Only an exact repetition of all the entries will be accepted.

(Records from a data collection)
═══

use super::repository;
use crate::domain::{a001_factory, a005_work_order};
use crate::shared::error::{parse_id, ServiceError};
use crate::shared::logger;
use contracts::domain::a002_equipment::aggregate::{
    Criticality, Equipment, EquipmentDto, EquipmentListQuery,
};
use contracts::domain::common::{AggregateRoot, StatusWorkflow};
use contracts::shared::pagination::{ListResponse, PageRequest, DEFAULT_PAGE_SIZE};
use uuid::Uuid;

/// Оборудование можно закрепить только за существующим заводом
async fn ensure_factory_exists(factory_id: &str) -> anyhow::Result<()> {
    let id = parse_id(factory_id)?;
    if a001_factory::repository::get_by_id(id).await?.is_none() {
        return Err(ServiceError::validation("Указанный завод не найден"));
    }
    Ok(())
}

/// Создание новой единицы оборудования
pub async fn create(dto: EquipmentDto) -> anyhow::Result<Uuid> {
    ensure_factory_exists(&dto.factory_id).await?;

    let code = match dto.code.clone().filter(|c| !c.trim().is_empty()) {
        Some(code) => code,
        None => Equipment::format_code(repository::count_all().await? + 1),
    };
    if repository::get_by_code(&code).await?.is_some() {
        return Err(ServiceError::conflict(format!("Код {} уже занят", code)));
    }

    let mut aggregate =
        Equipment::new_for_insert(code, dto.description.clone(), dto.factory_id.clone());
    aggregate.update(&dto);

    aggregate.validate().map_err(ServiceError::validation)?;
    aggregate.before_write();

    repository::insert(&aggregate).await
}

/// Обновление оборудования
pub async fn update(dto: EquipmentDto) -> anyhow::Result<()> {
    let id = parse_id(dto.id.as_deref().unwrap_or_default())?;

    let mut aggregate = repository::get_by_id(id)
        .await?
        .ok_or_else(|| ServiceError::not_found("Оборудование не найдено"))?;

    if aggregate.factory_id != dto.factory_id {
        ensure_factory_exists(&dto.factory_id).await?;
    }
    if aggregate.status != dto.status {
        aggregate
            .status
            .check_transition(dto.status)
            .map_err(ServiceError::conflict)?;
    }

    aggregate.update(&dto);

    aggregate.validate().map_err(ServiceError::validation)?;
    aggregate.before_write();

    repository::update(&aggregate).await?;
    logger::log(
        Equipment::full_name().as_str(),
        &format!("Изменено оборудование {}", aggregate.base.code),
    );
    Ok(())
}

/// Мягкое удаление. Оборудование с открытыми нарядами удалить нельзя.
pub async fn delete(id: Uuid) -> anyhow::Result<bool> {
    let open = a005_work_order::repository::list_by_equipment(&id.to_string())
        .await?
        .into_iter()
        .filter(|w| w.status.is_open())
        .count();
    if open > 0 {
        return Err(ServiceError::conflict(format!(
            "По оборудованию есть незакрытые наряды: {}",
            open
        )));
    }
    repository::soft_delete(id).await
}

pub async fn get_by_id(id: Uuid) -> anyhow::Result<Option<Equipment>> {
    repository::get_by_id(id).await
}

pub async fn list_all() -> anyhow::Result<Vec<Equipment>> {
    repository::list_all().await
}

/// Постраничный список по параметрам запроса
pub async fn list_paginated(query: EquipmentListQuery) -> anyhow::Result<ListResponse<Equipment>> {
    let page = PageRequest::new(
        query.page.unwrap_or(0),
        query.page_size.unwrap_or(DEFAULT_PAGE_SIZE),
    );
    repository::list_paginated(&query, page).await
}

pub async fn list_by_factory(factory_id: &str) -> anyhow::Result<Vec<Equipment>> {
    repository::list_by_factory(factory_id).await
}

/// Вставка тестовых данных (нужны заводы FAC-0001 и FAC-0002)
pub async fn insert_test_data() -> anyhow::Result<()> {
    let Some(foundry) = a001_factory::repository::get_by_code("FAC-0001").await? else {
        return Err(ServiceError::conflict("Сначала создайте тестовые заводы"));
    };
    let mechanical = a001_factory::repository::get_by_code("FAC-0002").await?;

    let foundry_id = foundry.to_string_id();
    let mechanical_id = mechanical
        .map(|f| f.to_string_id())
        .unwrap_or_else(|| foundry_id.clone());

    let rows = [
        ("EQ-0001", "Насос циркуляционный №1", &foundry_id, "Насос", "Grundfos", "NB 65-200", "Цех 1", Criticality::High),
        ("EQ-0002", "Насос циркуляционный №2", &foundry_id, "Насос", "Grundfos", "NB 65-200", "Цех 1", Criticality::Medium),
        ("EQ-0003", "Компрессор воздушный", &foundry_id, "Компрессор", "Atlas Copco", "GA 30", "Компрессорная", Criticality::High),
        ("EQ-0004", "Токарный станок", &mechanical_id, "Станок", "DMG Mori", "CLX 450", "Участок 3", Criticality::Medium),
        ("EQ-0005", "Кран-балка 5 т", &mechanical_id, "Подъёмное оборудование", "Demag", "EKDR 5", "Склад", Criticality::Low),
    ];

    for (code, name, factory_id, category, manufacturer, model, location, criticality) in rows {
        if repository::get_by_code(code).await?.is_some() {
            continue;
        }
        create(EquipmentDto {
            code: Some(code.into()),
            description: name.into(),
            factory_id: factory_id.clone(),
            category: category.into(),
            manufacturer: manufacturer.into(),
            model: model.into(),
            serial_number: format!("SN-{}", &code[3..]),
            location: location.into(),
            criticality,
            ..Default::default()
        })
        .await?;
    }

    Ok(())
}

═══

# Task answer
use super::repository;
use crate::domain::{a001_factory, a005_work_order};
use crate::shared::error::{parse_id, ServiceError};
use crate::shared::logger;
use contracts::domain::a002_equipment::aggregate::{
    Criticality, Equipment, EquipmentDto, EquipmentListQuery,
};
use contracts::domain::common::{AggregateRoot, StatusWorkflow};
use contracts::shared::pagination::{ListResponse, PageRequest, DEFAULT_PAGE_SIZE};
use uuid::Uuid;

/// Оборудование можно закрепить только за существующим заводом
async fn ensure_factory_exists(factory_id: &str) -> anyhow::Result<()> {
    let id = parse_id(factory_id)?;
    if a001_factory::repository::get_by_id(id).await?.is_none() {
        return Err(ServiceError::validation("Указанный завод не найден"));
    }
    Ok(())
}

/// Создание новой единицы оборудования
pub async fn create(dto: EquipmentDto) -> anyhow::Result<Uuid> {
    ensure_factory_exists(&dto.factory_id).await?;

    let code = match dto.code.clone().filter(|c| !c.trim().is_empty()) {
        Some(code) => code,
        None => Equipment::format_code(repository::count_all().await? + 1),
    };
    if repository::get_by_code(&code).await?.is_some() {
        return Err(ServiceError::conflict(format!("Код {} уже занят", code)));
    }

    let mut aggregate =
        Equipment::new_for_insert(code, dto.description.clone(), dto.factory_id.clone());
    aggregate.update(&dto);

    aggregate.validate().map_err(ServiceError::validation)?;
    aggregate.before_write();

    repository::insert(&aggregate).await
}

/// Обновление оборудования
pub async fn update(dto: EquipmentDto) -> anyhow::Result<()> {
    let id = parse_id(dto.id.as_deref().unwrap_or_default())?;

    let mut aggregate = repository::get_by_id(id)
        .await?
        .ok_or_else(|| ServiceError::not_found("Оборудование не найдено"))?;

    if aggregate.factory_id != dto.factory_id {
        ensure_factory_exists(&dto.factory_id).await?;
    }
    if aggregate.status != dto.status {
        aggregate
            .status
            .check_transition(dto.status)
            .map_err(ServiceError::conflict)?;
    }

    aggregate.update(&dto);

    aggregate.validate().map_err(ServiceError::validation)?;
    aggregate.before_write();

    repository::update(&aggregate).await?;
    logger::log(
        Equipment::full_name().as_str(),
        &format!("Изменено оборудование {}", aggregate.base.code),
    );
    Ok(())
}

/// Мягкое удаление. Оборудование с открытыми нарядами удалить нельзя.
pub async fn delete(id: Uuid) -> anyhow::Result<bool> {
    let open = a005_work_order::repository::list_by_equipment(&id.to_string())
        .await?
        .into_iter()
        .filter(|w| w.status.is_open())
        .count();
    if open > 0 {
        return Err(ServiceError::conflict(format!(
            "По оборудованию есть незакрытые наряды: {}",
            open
        )));
    }
    repository::soft_delete(id).await
}

pub async fn get_by_id(id: Uuid) -> anyhow::Result<Option<Equipment>> {
    repository::get_by_id(id).await
}

pub async fn list_all() -> anyhow::Result<Vec<Equipment>> {
    repository::list_all().await
}

/// Постраничный список по параметрам запроса
pub async fn list_paginated(query: EquipmentListQuery) -> anyhow::Result<ListResponse<Equipment>> {
    let page = PageRequest::new(
        query.page.unwrap_or(0),
        query.page_size.unwrap_or(DEFAULT_PAGE_SIZE),
    );
    repository::list_paginated(&query, page).await
}

pub async fn list_by_factory(factory_id: &str) -> anyhow::Result<Vec<Equipment>> {
    repository::list_by_factory(factory_id).await
}

/// Вставка тестовых данных (нужны заводы FAC-0001 и FAC-0002)
pub async fn insert_test_data() -> anyhow::Result<()> {
    let Some(foundry) = a001_factory::repository::get_by_code("FAC-0001").await? else {
        return Err(ServiceError::conflict("Сначала создайте тестовые заводы"));
    };
    let mechanical = a001_factory::repository::get_by_code("FAC-0002").await?;

    let foundry_id = foundry.to_string_id();
    let mechanical_id = mechanical
        .map(|f| f.to_string_id())
        .unwrap_or_else(|| foundry_id.clone());

    let rows = [
        ("EQ-0001", "Насос циркуляционный №1", &foundry_id, "Насос", "Grundfos", "NB 65-200", "Цех 1", Criticality::High),
        ("EQ-0002", "Насос циркуляционный №2", &foundry_id, "Насос", "Grundfos", "NB 65-200", "Цех 1", Criticality::Medium),
        ("EQ-0003", "Компрессор воздушный", &foundry_id, "Компрессор", "Atlas Copco", "GA 30", "Компрессорная", Criticality::High),
        ("EQ-0004", "Токарный станок", &mechanical_id, "Станок", "DMG Mori", "CLX 450", "Участок 3", Criticality::Medium),
        ("EQ-0005", "Кран-балка 5 т", &mechanical_id, "Подъёмное оборудование", "Demag", "EKDR 5", "Склад", Criticality::Low),
    ];

    for (code, name, factory_id, category, manufacturer, model, location, criticality) in rows {
        if repository::get_by_code(code).await?.is_some() {
            continue;
        }
        create(EquipmentDto {
            code: Some(code.into()),
            description: name.into(),
            factory_id: factory_id.clone(),
            category: category.into(),
            manufacturer: manufacturer.into(),
            model: model.into(),
            serial_number: format!("SN-{}", &code[3..]),
            location: location.into(),
            criticality,
            ..Default::default()
        })
        .await?;
    }

    Ok(())
}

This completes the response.